Conversely, the respondent must undertake steps parallel to those of the claimant. It must assess the strength and nature of its defenses, as well as possible settlement strategies. It must also consider whether to accept, or challenge, the jurisdiction of an arbitral tribunal, and if it decides to accept the jurisdiction of the tribunal, it must also decide whether to pursue any claims as counterclaims in an existing arbitration or whether to bring a separate arbitration.

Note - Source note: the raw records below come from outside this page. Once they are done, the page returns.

use std::fs::File;
use std::io::{self, BufReader, BufWriter, Write};
use std::path::Path;

use zip::write::SimpleFileOptions;
use zip::{CompressionMethod, ZipArchive, ZipWriter};

use crate::collection::COLLECTION_FILENAME;
use crate::error::{ColvaultError, Result};

/// Stream `source` into `dest` as a single-entry archive. Returns the number
/// of bytes copied.
pub fn write_collection(source: &Path, dest: &File) -> Result<u64> {
    let input = File::open(source)
        .map_err(|e| ColvaultError::message(format!("open {}: {}", source.display(), e)))?;
    let size = input.metadata()?.len();
    let mut reader = BufReader::new(input);

    let mut writer = ZipWriter::new(BufWriter::new(dest));
    let options = SimpleFileOptions::default()
        .compression_method(CompressionMethod::Deflated)
        .large_file(size >= u64::from(u32::MAX));
    writer.start_file(COLLECTION_FILENAME, options)?;
    let copied = io::copy(&mut reader, &mut writer)
        .map_err(|e| ColvaultError::message(format!("copy {}: {}", source.display(), e)))?;
    let mut buffered = writer.finish()?;
    buffered.flush()?;
    drop(buffered);
    dest.sync_all()?;
    Ok(copied)
}

/// Uncompressed size of the collection entry in `archive`.
pub fn entry_size(archive: &Path) -> Result<u64> {
    let file = File::open(archive)
        .map_err(|e| ColvaultError::message(format!("open {}: {}", archive.display(), e)))?;
    let mut zip = ZipArchive::new(BufReader::new(file))?;
    let entry = zip.by_name(COLLECTION_FILENAME)?;
    Ok(entry.size())
}

/// Extract the collection entry of `archive` into `dest`.
pub fn extract_collection(archive: &Path, dest: &File) -> Result<u64> {
    let file = File::open(archive)
        .map_err(|e| ColvaultError::message(format!("open {}: {}", archive.display(), e)))?;
    let mut zip = ZipArchive::new(BufReader::new(file))?;
    let mut entry = zip.by_name(COLLECTION_FILENAME)?;
    let mut writer = BufWriter::new(dest);
    let copied = io::copy(&mut entry, &mut writer)
        .map_err(|e| ColvaultError::message(format!("extract {}: {}", archive.display(), e)))?;
    writer.flush()?;
    drop(writer);
    dest.sync_all()?;
    Ok(copied)
}
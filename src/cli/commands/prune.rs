use crate::backup::{catalog, retention};
use crate::cli::args::PruneArgs;
use crate::error::{ColvaultError, Result};
use crate::vault::Vault;

pub fn run_prune(vault: &Vault, args: PruneArgs) -> Result<()> {
    let keep = match args.keep {
        Some(keep) => keep,
        None => vault.scheduler().settings().settings()?.retention_count,
    };
    let backups = catalog::list_for_collection(&args.collection)?;
    let deleted = retention::prune(&backups, keep);
    for entry in &deleted {
        println!("deleted {}", entry.path.display());
    }
    let failed = backups.len().saturating_sub(keep) - deleted.len();
    if failed > 0 {
        return Err(ColvaultError::message(format!(
            "{} backup(s) could not be deleted",
            failed
        )));
    }
    Ok(())
}
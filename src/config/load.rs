use std::fs::File;
use std::io::{self, Read};
use std::path::Path;

use crate::config::model::Settings;
use crate::error::{ColvaultError, ConfigError, Result};

/// Load settings from YAML. A missing file means "all defaults".
pub fn load_config(path: &Path) -> Result<Settings> {
    let mut contents = String::new();
    match File::open(path) {
        Ok(mut file) => {
            file.read_to_string(&mut contents)
                .map_err(ColvaultError::Io)?;
        }
        Err(err) if err.kind() == io::ErrorKind::NotFound => return Ok(Settings::default()),
        Err(err) => return Err(ColvaultError::Io(err)),
    }
    if contents.trim().is_empty() {
        return Ok(Settings::default());
    }
    let settings: Settings =
        serde_yaml::from_str(&contents).map_err(|e| ConfigError::Parse(e.to_string()))?;
    validate(&settings)?;
    Ok(settings)
}

fn validate(settings: &Settings) -> Result<()> {
    if settings.min_free_space_mb.checked_mul(1024 * 1024).is_none() {
        return Err(ConfigError::Invalid(format!(
            "minFreeSpaceMb {} is too large",
            settings.min_free_space_mb
        ))
        .into());
    }
    Ok(())
}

Another critical issue to consider at the outset of an arbitration is the selection and removal of arbitrators. The parties autonomy to select arbitrators of their own choosing, who they consider appropriate to their particular dispute, is an essential characteristic of international arbitration. In fact, the freedom, and responsibility, for selecting the tribunal for every case is one of the distinguishing features of the arbitral process. Exercising this freedom wisely is a very significant responsibility of the parties (and their counsel). In my experience, arbitrators whose backgrounds, expertise and abilities are well-suited to the dispute tend to work more efficiently and reliably, while also ensuring the Tribunal includes a balanced mix that provides neutrality and objectivity.

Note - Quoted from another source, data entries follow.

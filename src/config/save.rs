use std::fs::File;
use std::io::Write;
use std::path::Path;

use crate::config::model::Settings;
use crate::error::{ColvaultError, Result};

pub fn save_config(path: &Path, settings: &Settings) -> Result<()> {
    let data = serde_yaml::to_string(settings)
        .map_err(|e| ColvaultError::message(format!("encode config: {}", e)))?;
    let mut file = File::create(path)
        .map_err(|e| ColvaultError::message(format!("write config {}: {}", path.display(), e)))?;
    file.write_all(data.as_bytes())
        .map_err(|e| ColvaultError::message(format!("write config {}: {}", path.display(), e)))?;
    Ok(())
}

#[cfg(test)]
mod tests {
    use super::*;
    use crate::config::load::load_config;
    use tempfile::TempDir;

    #[test]
    fn saved_settings_load_back() {
        let dir = TempDir::new().expect("tempdir");
        let path = dir.path().join("colvault.yaml");
        let settings = Settings {
            retention_count: 2,
            no_space_left: true,
            ..Settings::default()
        };
        save_config(&path, &settings).expect("save");
        let text = std::fs::read_to_string(&path).expect("read");
        assert!(text.contains("backupMax: 2"));
        assert_eq!(load_config(&path).expect("load"), settings);
    }
}
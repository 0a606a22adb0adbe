pub mod load;
pub mod model;
pub mod save;
pub mod store;

pub use model::Settings;
pub use store::{MemorySettings, SettingsStore, YamlSettings};
use std::process::{Command, Stdio};

use tracing::debug;

use crate::error::{ColvaultError, Result};

pub fn describe_command(cmd: &Command) -> String {
    let program = cmd.get_program().to_string_lossy();
    let args: Vec<String> = cmd
        .get_args()
        .map(|a| a.to_string_lossy().to_string())
        .collect();
    if args.is_empty() {
        program.to_string()
    } else {
        format!("{} {}", program, args.join(" "))
    }
}

/// Run `producer | consumer` and return both exit codes.
pub fn run_pipeline(producer: &mut Command, consumer: &mut Command) -> Result<(i32, i32)> {
    debug!(
        command = %format!("{} | {}", describe_command(producer), describe_command(consumer)),
        "exec"
    );
    let mut first = producer
        .stdout(Stdio::piped())
        .spawn()
        .map_err(|e| ColvaultError::message(format!("{}: {}", producer.get_program().to_string_lossy(), e)))?;
    let Some(stdout) = first.stdout.take() else {
        let _ = first.kill();
        let _ = first.wait();
        return Err(ColvaultError::message("pipeline stdout unavailable"));
    };
    let second = consumer.stdin(Stdio::from(stdout)).spawn();
    let mut second = match second {
        Ok(child) => child,
        Err(e) => {
            let _ = first.kill();
            let _ = first.wait();
            return Err(ColvaultError::message(format!(
                "{}: {}",
                consumer.get_program().to_string_lossy(),
                e
            )));
        }
    };
    let first_status = first.wait()?;
    let second_status = second.wait()?;
    Ok((
        first_status.code().unwrap_or(1),
        second_status.code().unwrap_or(1),
    ))
}
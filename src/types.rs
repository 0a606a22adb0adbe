use std::fs;
use std::io;
use std::path::{Path, PathBuf};
use std::time::{SystemTime, UNIX_EPOCH};

use chrono::NaiveDateTime;

/// Attributes of the live collection file as seen by the backup subsystem.
#[derive(Debug, Clone, PartialEq, Eq)]
pub struct CollectionFile {
    pub path: PathBuf,
    pub size: u64,
    pub modified: SystemTime,
}

impl CollectionFile {
    pub fn stat(path: &Path) -> io::Result<Self> {
        let meta = fs::metadata(path)?;
        if !meta.is_file() {
            return Err(io::Error::new(
                io::ErrorKind::InvalidInput,
                format!("{} is not a regular file", path.display()),
            ));
        }
        Ok(Self {
            path: path.to_path_buf(),
            size: meta.len(),
            modified: meta.modified()?,
        })
    }

    /// File name of the collection, e.g. `collection.anki2`.
    pub fn file_name(&self) -> String {
        file_name_of(&self.path)
    }
}

/// One archive in the backup directory.
#[derive(Debug, Clone, PartialEq, Eq)]
pub struct BackupEntry {
    pub path: PathBuf,
    /// Timestamp embedded in the file name; `None` if it does not parse.
    pub timestamp: Option<NaiveDateTime>,
    pub modified: SystemTime,
}

impl BackupEntry {
    pub fn file_name(&self) -> String {
        file_name_of(&self.path)
    }
}

pub fn file_name_of(path: &Path) -> String {
    path.file_name()
        .map(|n| n.to_string_lossy().to_string())
        .unwrap_or_default()
}

/// Modification times compared at millisecond precision, which is what
/// survives a copy onto most filesystems.
pub fn mtime_millis(time: SystemTime) -> i128 {
    match time.duration_since(UNIX_EPOCH) {
        Ok(d) => d.as_millis() as i128,
        Err(e) => -(e.duration().as_millis() as i128),
    }
}

pub fn same_mtime(a: SystemTime, b: SystemTime) -> bool {
    mtime_millis(a) == mtime_millis(b)
}

#[cfg(test)]
mod tests {
    use super::*;
    use std::time::Duration;
    use tempfile::TempDir;

    #[test]
    fn stat_reads_size_and_name() {
        let dir = TempDir::new().expect("tempdir");
        let path = dir.path().join("collection.anki2");
        fs::write(&path, vec![0u8; 1234]).expect("write");
        let col = CollectionFile::stat(&path).expect("stat");
        assert_eq!(col.size, 1234);
        assert_eq!(col.file_name(), "collection.anki2");
    }

    #[test]
    fn stat_rejects_directories() {
        let dir = TempDir::new().expect("tempdir");
        assert!(CollectionFile::stat(dir.path()).is_err());
    }

    #[test]
    fn mtime_comparison_ignores_sub_millisecond_noise() {
        let base = UNIX_EPOCH + Duration::from_millis(1_700_000_000_123);
        assert!(same_mtime(base, base + Duration::from_micros(400)));
        assert!(!same_mtime(base, base + Duration::from_millis(1)));
    }
}
pub mod quarantine;

use std::ffi::OsString;
use std::fs;
use std::path::{Path, PathBuf};
use std::process::Command;
use std::sync::Arc;

use tracing::{error, info, warn};

use crate::collection::CollectionHandle;
use crate::error::{ColvaultError, Result};
use crate::util::command::run_pipeline;

pub use quarantine::QuarantineManager;

/// External tool that rebuilds a damaged database at `source` into a fresh
/// file at `target`.
pub trait Recovery: Send + Sync {
    fn recover(&self, source: &Path, target: &Path) -> Result<()>;
}

/// `sqlite3 <source> .dump | sqlite3 <target>`.
#[derive(Debug, Clone)]
pub struct Sqlite3Recovery {
    program: PathBuf,
}

impl Sqlite3Recovery {
    pub fn new(program: impl Into<PathBuf>) -> Self {
        Self {
            program: program.into(),
        }
    }
}

impl Default for Sqlite3Recovery {
    fn default() -> Self {
        Self::new("sqlite3")
    }
}

impl Recovery for Sqlite3Recovery {
    fn recover(&self, source: &Path, target: &Path) -> Result<()> {
        let mut dump = Command::new(&self.program);
        dump.arg(source).arg(".dump");
        let mut load = Command::new(&self.program);
        load.arg(target);
        let (dump_rc, load_rc) = run_pipeline(&mut dump, &mut load)?;
        // Partial dumps exit non-zero; keep whatever was loaded.
        if dump_rc != 0 || load_rc != 0 {
            warn!(dump_rc, load_rc, source = %source.display(), "sqlite3 reported errors during recovery");
        }
        Ok(())
    }
}

/// Sibling file the recovered database is written to: `<path>.tmp`.
pub fn recovery_path(path: &Path) -> PathBuf {
    let mut name = OsString::from(path.as_os_str());
    name.push(".tmp");
    PathBuf::from(name)
}

/// Dump-and-reload repair of a corrupt collection.
pub struct RepairCoordinator {
    recovery: Arc<dyn Recovery>,
    quarantine: Arc<QuarantineManager>,
}

impl RepairCoordinator {
    pub fn new(recovery: Arc<dyn Recovery>, quarantine: Arc<QuarantineManager>) -> Self {
        Self {
            recovery,
            quarantine,
        }
    }

    /// Close the collection, rebuild it into `<path>.tmp`, quarantine the
    /// original and move the rebuilt file into its place. Returns where the
    /// original ended up.
    pub fn repair(&self, collection: &mut dyn CollectionHandle) -> Result<PathBuf> {
        let path = collection.path().to_path_buf();
        info!(path = %path.display(), "repair: closing collection");
        collection.close()?;

        let tmp = recovery_path(&path);
        if fs::symlink_metadata(&tmp).is_ok() {
            warn!(path = %tmp.display(), "removing stale recovery file");
            fs::remove_file(&tmp)?;
        }

        info!(source = %path.display(), target = %tmp.display(), "repair: running recovery");
        if let Err(err) = self.recovery.recover(&path, &tmp) {
            error!(path = %path.display(), error = %err, "repair: recovery tool failed");
        }
        if !tmp.is_file() {
            error!(path = %tmp.display(), "repair: recovery produced no file");
            return Err(ColvaultError::message(format!(
                "dump to {} failed",
                tmp.display()
            )));
        }

        let quarantined = self.quarantine.quarantine(&path, false)?;
        info!(path = %quarantined.display(), "repair: moved corrupt file to broken directory");

        fs::rename(&tmp, &path).map_err(|e| {
            error!(from = %tmp.display(), to = %path.display(), error = %e, "repair: could not install recovered file");
            ColvaultError::message(format!(
                "rename {} to {}: {}",
                tmp.display(),
                path.display(),
                e
            ))
        })?;
        info!(path = %path.display(), "repair: recovered collection installed");
        Ok(quarantined)
    }
}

arbitrators whose backgrounds, expertise and abilities are well-suited to the dispute tend to work more efficiently and reliably
The mechanics of the arbitrator nomination process vary, depending on the applicable law, institutional rules and parties’ agreement. But generally speaking, a party will provide written notice to the opposing party of its designation of a specified individual as co-arbitrator. Prior to this instance, it is common practice for parties, or their counsel, to contact potential choices for a co-arbitrator, to ascertain their suitability, availability and interest and, where appropriate, to discuss the selection of a presiding arbitrator. It is important to take into account the IBA Guidelines on Conflicts of Interest in International Arbitration when contacting a potential arbitrator as these guidelines address the appropriate contacts between a party and a potential co-arbitrator.

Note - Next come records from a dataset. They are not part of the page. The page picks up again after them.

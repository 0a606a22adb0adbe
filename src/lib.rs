pub mod backup;
pub mod cli;
pub mod clock;
pub mod collection;
pub mod config;
pub mod disk;
pub mod error;
pub mod repair;
pub mod types;
pub mod util;
pub mod vault;

pub use backup::{BackupJob, BackupOutcome, BackupScheduler, SkipReason};
pub use collection::{CollectionHandle, CollectionPath};
pub use error::{ColvaultError, Result};
pub use repair::{QuarantineManager, RepairCoordinator};
pub use vault::Vault;
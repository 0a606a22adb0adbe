use std::io;
use std::path::PathBuf;

use thiserror::Error;

#[derive(Debug, Error)]
pub enum ColvaultError {
    #[error("{0}")]
    Message(String),
    #[error("{0}")]
    Config(ConfigError),
    #[error("archive {0}")]
    Archive(String),
    #[error("not enough free space: need {required} bytes, {} available", fmt_available(.available))]
    OutOfSpace {
        required: u64,
        available: Option<u64>,
    },
    #[error("not a backup file: {}", .0.display())]
    NotABackup(PathBuf),
    #[error("{0}")]
    Io(#[from] io::Error),
}

#[derive(Debug, Error)]
pub enum ConfigError {
    #[error("parse config: {0}")]
    Parse(String),
    #[error("{0}")]
    Invalid(String),
}

pub type Result<T> = std::result::Result<T, ColvaultError>;

impl ColvaultError {
    pub fn message(msg: impl Into<String>) -> Self {
        ColvaultError::Message(msg.into())
    }
}

impl From<ConfigError> for ColvaultError {
    fn from(err: ConfigError) -> Self {
        ColvaultError::Config(err)
    }
}

impl From<zip::result::ZipError> for ColvaultError {
    fn from(err: zip::result::ZipError) -> Self {
        ColvaultError::Archive(err.to_string())
    }
}

fn fmt_available(available: &Option<u64>) -> String {
    match available {
        Some(bytes) => bytes.to_string(),
        None => "unknown".to_string(),
    }
}
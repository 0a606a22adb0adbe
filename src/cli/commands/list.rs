use crate::backup::naming::describe_backup;
use crate::cli::args::CollectionArgs;
use crate::error::Result;
use crate::vault::Vault;

pub fn run_list(vault: &Vault, args: CollectionArgs) -> Result<()> {
    let backups = vault.list_backups(&args.collection);
    if backups.is_empty() {
        println!("no backups");
        return Ok(());
    }
    for entry in &backups {
        let name = entry.file_name();
        println!("{:<20} {}", describe_backup(&name), entry.path.display());
    }
    Ok(())
}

Frequently, one must also consider financial issues, whether as claimant or respondent in an arbitration. These can include questions of third party funding, for both claimants and respondents, as well as likely costs of the arbitral procedure. Ultimately, decisions regarding settlement will depend in part on these types of questions. It is essential that they be considered carefully before embarking on the arbitral process.
2. What is your favourite phase when it comes to working in arbitration?
Every step during of the proceeding is interesting and has its own intricacies which make it unique and uniquely challenging, varied and dynamic. That said, I particularly enjoy the oral hearing because it is the culmination of the parties’ efforts and an excellent opportunity to present and clarify important legal or factual issues, as well as to respond directly to any questions the Tribunal may have about each parties’ respective case.
particularly enjoy the oral hearing because it is the culmination of the parties efforts and an excellent opportunity to present and clarify important legal or factual issues
I also particularly enjoy the immediacy that oral advocacy provides during this phase. One has the opportunity, fundamental to the arbitral process, to be heard by the tribunal. In my view, however, one of the most important aspects of advocacy is not merely talking (and being heard), but listening. The advocate’s first function is to understand what issues concern the arbitrators, which means listening both to what arbitrators say and sometimes to what they do not say and being able to adjust accordingly, which requires a degree of humility. From an active tribunal’s questions, one can often deduce why those questions are being asked and what it suggests about the arbitrators perspective. One can always red tea leaves incorrectly, but one can also misread an outright encouragement to settle. The oral hearing provides an opportunity to listen to what the tribunal is saying and efficiently provide the Tribunal will the answers it is looking for to resolve the dispute in your client’s favour.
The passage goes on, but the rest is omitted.